● **AIM OF THE TASK**
Output the data word for word. Begin at its first line and end at the line with "impl std::fmt::Display for".

Collected data entries:

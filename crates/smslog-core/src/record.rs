//! # Log Records and Blobs
//!
//! A [`LogRecord`] is one appended message. A [`LogBlob`] is the in-memory,
//! request-scoped copy of one period's log together with the
//! [`VersionToken`] of the remote revision it was read from.
//!
//! ## Timestamps
//!
//! New records are stamped `YYYY-MM-DDTHH:MM:SS` in UTC, truncated to
//! seconds. The format has no offset suffix and sorts lexicographically in
//! chronological order. Records read back from storage keep whatever text
//! they were written with.

use chrono::{DateTime, Utc};
use serde::{Deserialize, Serialize};

use crate::error::CoreError;

const TIMESTAMP_FORMAT: &str = "%Y-%m-%dT%H:%M:%S";

/// Render a moment in the record timestamp format.
pub fn format_timestamp(now: &DateTime<Utc>) -> String {
    now.format(TIMESTAMP_FORMAT).to_string()
}

/// One entry in a period's log.
#[derive(Debug, Clone, PartialEq, Eq, Serialize, Deserialize)]
#[serde(deny_unknown_fields)]
pub struct LogRecord {
    /// Message text as received. May be empty.
    pub message: String,
    /// Time of append.
    pub timestamp: String,
}

impl LogRecord {
    /// Create a record stamped with `now`.
    pub fn new(message: impl Into<String>, now: &DateTime<Utc>) -> Self {
        Self {
            message: message.into(),
            timestamp: format_timestamp(now),
        }
    }
}

/// Opaque identifier of one revision of a remote blob.
#[derive(Debug, Clone, PartialEq, Eq, Hash, Serialize, Deserialize)]
#[serde(try_from = "String", into = "String")]
pub struct VersionToken(String);

impl VersionToken {
    pub fn new(token: impl Into<String>) -> Result<Self, CoreError> {
        let token = token.into();
        if token.is_empty() {
            return Err(CoreError::InvalidVersionToken);
        }
        Ok(Self(token))
    }

    pub fn as_str(&self) -> &str {
        &self.0
    }
}

impl std::fmt::Display for VersionToken {
    fn fmt(&self, f: &mut std::fmt::Formatter<'_>) -> std::fmt::Result {
        f.write_str(&self.0)
    }
}

impl TryFrom<String> for VersionToken {
    type Error = CoreError;

    fn try_from(value: String) -> Result<Self, Self::Error> {
        Self::new(value)
    }
}

impl From<VersionToken> for String {
    fn from(token: VersionToken) -> Self {
        token.0
    }
}

/// The full content of one period's log.
///
/// `version` is `None` when the remote blob did not exist at read time; the
/// next write must then be a create.
#[derive(Debug, Clone, Default, PartialEq, Eq)]
pub struct LogBlob {
    pub records: Vec<LogRecord>,
    pub version: Option<VersionToken>,
}

impl LogBlob {
    /// A log that does not exist remotely yet.
    pub fn empty() -> Self {
        Self::default()
    }

    /// A log read from an existing remote revision.
    pub fn from_remote(records: Vec<LogRecord>, version: VersionToken) -> Self {
        Self {
            records,
            version: Some(version),
        }
    }

    /// Append a record after all existing ones.
    pub fn push(&mut self, record: LogRecord) {
        self.records.push(record);
    }

    pub fn len(&self) -> usize {
        self.records.len()
    }

    pub fn is_empty(&self) -> bool {
        self.records.is_empty()
    }

    /// Whether this blob was read from an existing remote revision.
    pub fn exists_remotely(&self) -> bool {
        self.version.is_some()
    }
}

● **FINAL ANSWER**
filename crates/smslog-core/src/record.rs
//! # Log Records and Blobs
//!
//! A [`LogRecord`] is one appended message. A [`LogBlob`] is the in-memory,
//! request-scoped copy of one period's log together with the
//! [`VersionToken`] of the remote revision it was read from.
//!
//! ## Timestamps
//!
//! New records are stamped `YYYY-MM-DDTHH:MM:SS` in UTC, truncated to
//! seconds. The format has no offset suffix and sorts lexicographically in
//! chronological order. Records read back from storage keep whatever text
//! they were written with.

use chrono::{DateTime, Utc};
use serde::{Deserialize, Serialize};

use crate::error::CoreError;

const TIMESTAMP_FORMAT: &str = "%Y-%m-%dT%H:%M:%S";

/// Render a moment in the record timestamp format.
pub fn format_timestamp(now: &DateTime<Utc>) -> String {
    now.format(TIMESTAMP_FORMAT).to_string()
}

/// One entry in a period's log.
#[derive(Debug, Clone, PartialEq, Eq, Serialize, Deserialize)]
#[serde(deny_unknown_fields)]
pub struct LogRecord {
    /// Message text as received. May be empty.
    pub message: String,
    /// Time of append.
    pub timestamp: String,
}

impl LogRecord {
    /// Create a record stamped with `now`.
    pub fn new(message: impl Into<String>, now: &DateTime<Utc>) -> Self {
        Self {
            message: message.into(),
            timestamp: format_timestamp(now),
        }
    }
}

/// Opaque identifier of one revision of a remote blob.
#[derive(Debug, Clone, PartialEq, Eq, Hash, Serialize, Deserialize)]
#[serde(try_from = "String", into = "String")]
pub struct VersionToken(String);

impl VersionToken {
    pub fn new(token: impl Into<String>) -> Result<Self, CoreError> {
        let token = token.into();
        if token.is_empty() {
            return Err(CoreError::InvalidVersionToken);
        }
        Ok(Self(token))
    }

    pub fn as_str(&self) -> &str {
        &self.0
    }
}

impl std::fmt::Display for VersionToken {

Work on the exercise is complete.